By Rokshana Yesmin
DHAKA, Nov 13, 2017 (BSS) - Pihu (not real name) sometimes feels to kill her father being furious. Pihu's mother died of cancer in 2007. Since then, she has been staying with her father.
A few days ago, Pihu left her father's house and stayed at a separate house. After that, her father convinced her to return home. Though Pihu came back to home, but she cannot tolerate her father in any way.
Pihu said her parents had disturbed conjugal life. They got divorced when Pihu was only 13-year-old. After their divorce, Pihu used to live with her mother with her grandfather's house till her mother's death.
After the death, Pihu's aunt did not allow her to stay at their house and forced her to go back to her father's house over property which caused a deep frustration in her. Moreover, Pihu's father back-to-back marriages also made her life like a hell, although her father is now single after several divorces.
Sadia (also not actual name) is now staying with her brothers and their families. She got divorced a few years ago just three months after her marriage. Her parents died a decade ago. Sadia claimed that her parents advised what to do or what not. She also claimed that she senses danger.
Realization, emotion and its expression are different from each person to another person. A person can be frustrated at any state of life. If any person suffers from frustration for a longer period, he/she can be depressed.
Depression is more than just a low mood. It's serious mental health condition (mental illness) that has an impact on both physical and mental health.
According to the World Health Organisation (WHO), over 300 million people globally are estimated to suffer from depression, equivalent to 4.4% of the world's population. Depression is more common among females (5.1%) than males (3.6%).
The proportion of the global population with anxiety disorders in 2015 is estimated to be 3.6%. Anxiety disorders are also more common among females than males (4.6% compared to 2.6% at the global level).
According to a recent statistics, 4.6 percent of the people, both male and female, are suffering from depression meaning 73.60 lakh out of 16 crore are living with depression in Bangladesh.
According to a recent WHO study titled "Depression and Other Common Mental Disorders, WHO - 2017", it is estimated that in Bangladesh, 4.1% of the population (total cases 6391760) has depression, and 4.4% (total cases 6900212) has anxiety disorder.

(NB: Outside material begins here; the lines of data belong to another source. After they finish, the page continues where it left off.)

// Shared helpers for integration tests

#![allow(dead_code)]

use std::f64::consts::PI;
use std::io::Cursor;
use std::path::Path;

use vocal_wellness::config::{AudioConfig, Config, HistoryConfig};
use vocal_wellness::WellnessPipeline;

/// Decoder binary that never exists, so ffmpeg stages fail deterministically
pub const MISSING_FFMPEG: &str = "/nonexistent/vocal-wellness-test/ffmpeg";

pub fn test_config(history_path: &Path) -> Config {
    Config {
        audio: AudioConfig {
            target_sample_rate: 16000,
            ffmpeg_path: MISSING_FFMPEG.to_string(),
        },
        history: HistoryConfig {
            path: history_path.to_path_buf(),
            capacity: 100,
        },
        ..Default::default()
    }
}

pub fn test_pipeline(history_path: &Path) -> WellnessPipeline {
    WellnessPipeline::from_config(&test_config(history_path)).expect("valid test config")
}

pub fn sine_samples(freq: f64, amplitude: f64, sample_rate: u32, len: usize) -> Vec<f32> {
    (0..len)
        .map(|n| (amplitude * (2.0 * PI * freq * n as f64 / sample_rate as f64).sin()) as f32)
        .collect()
}

/// Encode interleaved 16-bit samples as an in-memory WAV file
pub fn wav_bytes_i16(samples: &[i16], channels: u16, sample_rate: u32) -> Vec<u8> {
    let spec = hound::WavSpec {
        channels,
        sample_rate,
        bits_per_sample: 16,
        sample_format: hound::SampleFormat::Int,
    };

    let mut cursor = Cursor::new(Vec::new());
    {
        let mut writer = hound::WavWriter::new(&mut cursor, spec).expect("wav writer");
        for &sample in samples {
            writer.write_sample(sample).expect("write sample");
        }
        writer.finalize().expect("finalize wav");
    }
    cursor.into_inner()
}

/// Encode mono 24-bit samples as an in-memory WAV file
pub fn wav_bytes_i24(samples: &[i32], sample_rate: u32) -> Vec<u8> {
    let spec = hound::WavSpec {
        channels: 1,
        sample_rate,
        bits_per_sample: 24,
        sample_format: hound::SampleFormat::Int,
    };

    let mut cursor = Cursor::new(Vec::new());
    {
        let mut writer = hound::WavWriter::new(&mut cursor, spec).expect("wav writer");
        for &sample in samples {
            writer.write_sample(sample).expect("write sample");
        }
        writer.finalize().expect("finalize wav");
    }
    cursor.into_inner()
}
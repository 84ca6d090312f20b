use std::fmt;
use thiserror::Error;

/// One failed attempt in the decoder fallback chain
#[derive(Debug, Clone)]
pub struct StageFailure {
    pub stage: String,
    pub detail: String,
}

/// No decoder in the fallback chain could parse the input
#[derive(Debug, Clone)]
pub struct DecodeError {
    /// Filename hint supplied by the caller, if any
    pub filename: Option<String>,
    /// Diagnostics from each attempted stage, in attempt order
    pub attempts: Vec<StageFailure>,
}

impl fmt::Display for DecodeError {
    fn fmt(&self, f: &mut fmt::Formatter<'_>) -> fmt::Result {
        write!(
            f,
            "Unsupported or unreadable audio file. File: {:?}. Decoder detail:",
            self.filename
        )?;
        for attempt in &self.attempts {
            write!(f, "\n  {}: {}", attempt.stage, attempt.detail)?;
        }
        Ok(())
    }
}

impl std::error::Error for DecodeError {}

/// History could not be read or written
#[derive(Debug, Error)]
pub enum PersistenceError {
    #[error("Failed to read history from {path}: {source}")]
    Read {
        path: String,
        #[source]
        source: std::io::Error,
    },

    #[error("Failed to parse history in {path}: {source}")]
    Parse {
        path: String,
        #[source]
        source: serde_json::Error,
    },

    #[error("Failed to write history to {path}: {detail}")]
    Write { path: String, detail: String },
}

#[derive(Debug, Error)]
pub enum WellnessError {
    #[error(transparent)]
    Decode(#[from] DecodeError),

    #[error("Decoded audio contains no usable samples")]
    EmptyAudio,

    #[error(transparent)]
    Persistence(#[from] PersistenceError),

    #[error("Invalid configuration: {0}")]
    InvalidConfig(String),
}

impl WellnessError {
    /// Whether the failure was caused by the submitted audio rather than the service
    pub fn is_input_error(&self) -> bool {
        matches!(self, WellnessError::Decode(_) | WellnessError::EmptyAudio)
    }
}

pub type Result<T, E = WellnessError> = std::result::Result<T, E>;
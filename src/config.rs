use anyhow::Result;
use serde::Deserialize;
use std::path::PathBuf;

use crate::analysis::{AnalysisConfig, ScoringConfig};
use crate::error::WellnessError;
use crate::wellness::DEFAULT_HISTORY_CAPACITY;

#[derive(Debug, Clone, Default, Deserialize)]
#[serde(default)]
pub struct Config {
    pub service: ServiceConfig,
    pub audio: AudioConfig,
    pub analysis: AnalysisConfig,
    pub scoring: ScoringConfig,
    pub history: HistoryConfig,
}

#[derive(Debug, Clone, Default, Deserialize)]
#[serde(default)]
pub struct ServiceConfig {
    pub http: HttpConfig,
}

#[derive(Debug, Clone, Deserialize)]
#[serde(default)]
pub struct HttpConfig {
    pub bind: String,
    pub port: u16,
}

impl Default for HttpConfig {
    fn default() -> Self {
        Self {
            bind: "127.0.0.1".to_string(),
            port: 5003,
        }
    }
}

#[derive(Debug, Clone, Deserialize)]
#[serde(default)]
pub struct AudioConfig {
    /// Rate the external decoder resamples to
    pub target_sample_rate: u32,
    /// External decoder executable (name on PATH or absolute path)
    pub ffmpeg_path: String,
}

impl Default for AudioConfig {
    fn default() -> Self {
        Self {
            target_sample_rate: 16000,
            ffmpeg_path: "ffmpeg".to_string(),
        }
    }
}

#[derive(Debug, Clone, Deserialize)]
#[serde(default)]
pub struct HistoryConfig {
    pub path: PathBuf,
    pub capacity: usize,
}

impl Default for HistoryConfig {
    fn default() -> Self {
        Self {
            path: PathBuf::from("wellness_history.json"),
            capacity: DEFAULT_HISTORY_CAPACITY,
        }
    }
}

impl Config {
    /// Load defaults, then an optional config file, then `VOCAL_WELLNESS__*` env overrides
    pub fn load(path: &str) -> Result<Self> {
        let settings = config::Config::builder()
            .add_source(config::File::with_name(path).required(false))
            .add_source(config::Environment::with_prefix("VOCAL_WELLNESS").separator("__"))
            .build()?;

        let cfg: Config = settings.try_deserialize()?;
        cfg.validate()?;
        Ok(cfg)
    }

    pub fn validate(&self) -> Result<(), WellnessError> {
        self.analysis.validate()?;
        if self.audio.target_sample_rate == 0 {
            return Err(WellnessError::InvalidConfig(
                "audio.target_sample_rate must be positive".to_string(),
            ));
        }
        if self.history.capacity == 0 {
            return Err(WellnessError::InvalidConfig(
                "history.capacity must be positive".to_string(),
            ));
        }
        Ok(())
    }
}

Common mental disorders lead to considerable losses in health and functioning. Depression and anxiety account for 7.1% and 4.0% respectively of the total years of life lived with disability in Bangladesh.
In reply to a question why women of Bangladesh become victims of depression, Umme Kawser, a lecturer and assistant educational psychologist of the Department of Educational and Counselling Psychology at Dhaka University, said in Bangladesh when it comes to domestic violence, physical, emotional, or sexual abuse by an intimate partner can have a profound effect on mental well-being.
"The abuse can even trigger clinical depression as well. It's obvious that being the victim of violence plays a role in a woman's mental well-being," she said.
Dr Farah Deeba, an associate professor of the Department of Clinical Psychology at Dhaka University, said in Bangladesh country girls are socialized in a way so that they are to make others happy in any circumstances.
"So, they learn to ignore their own needs from very childhood and develop this as a habit till the end of their life. Unfortunately most of us don't know that pushing personal needs continuously away makes a person develop a personality with low-self esteem, that essentially assist to develop depression," she said.
Dr Deeba said until women of Bangladesh don't unlearn this practice of making everyone happy except themselves, 'eradicating depression in women' won't be any easy task for anyone.
"This practice needs to be started from home to every possible social situation and context," she said.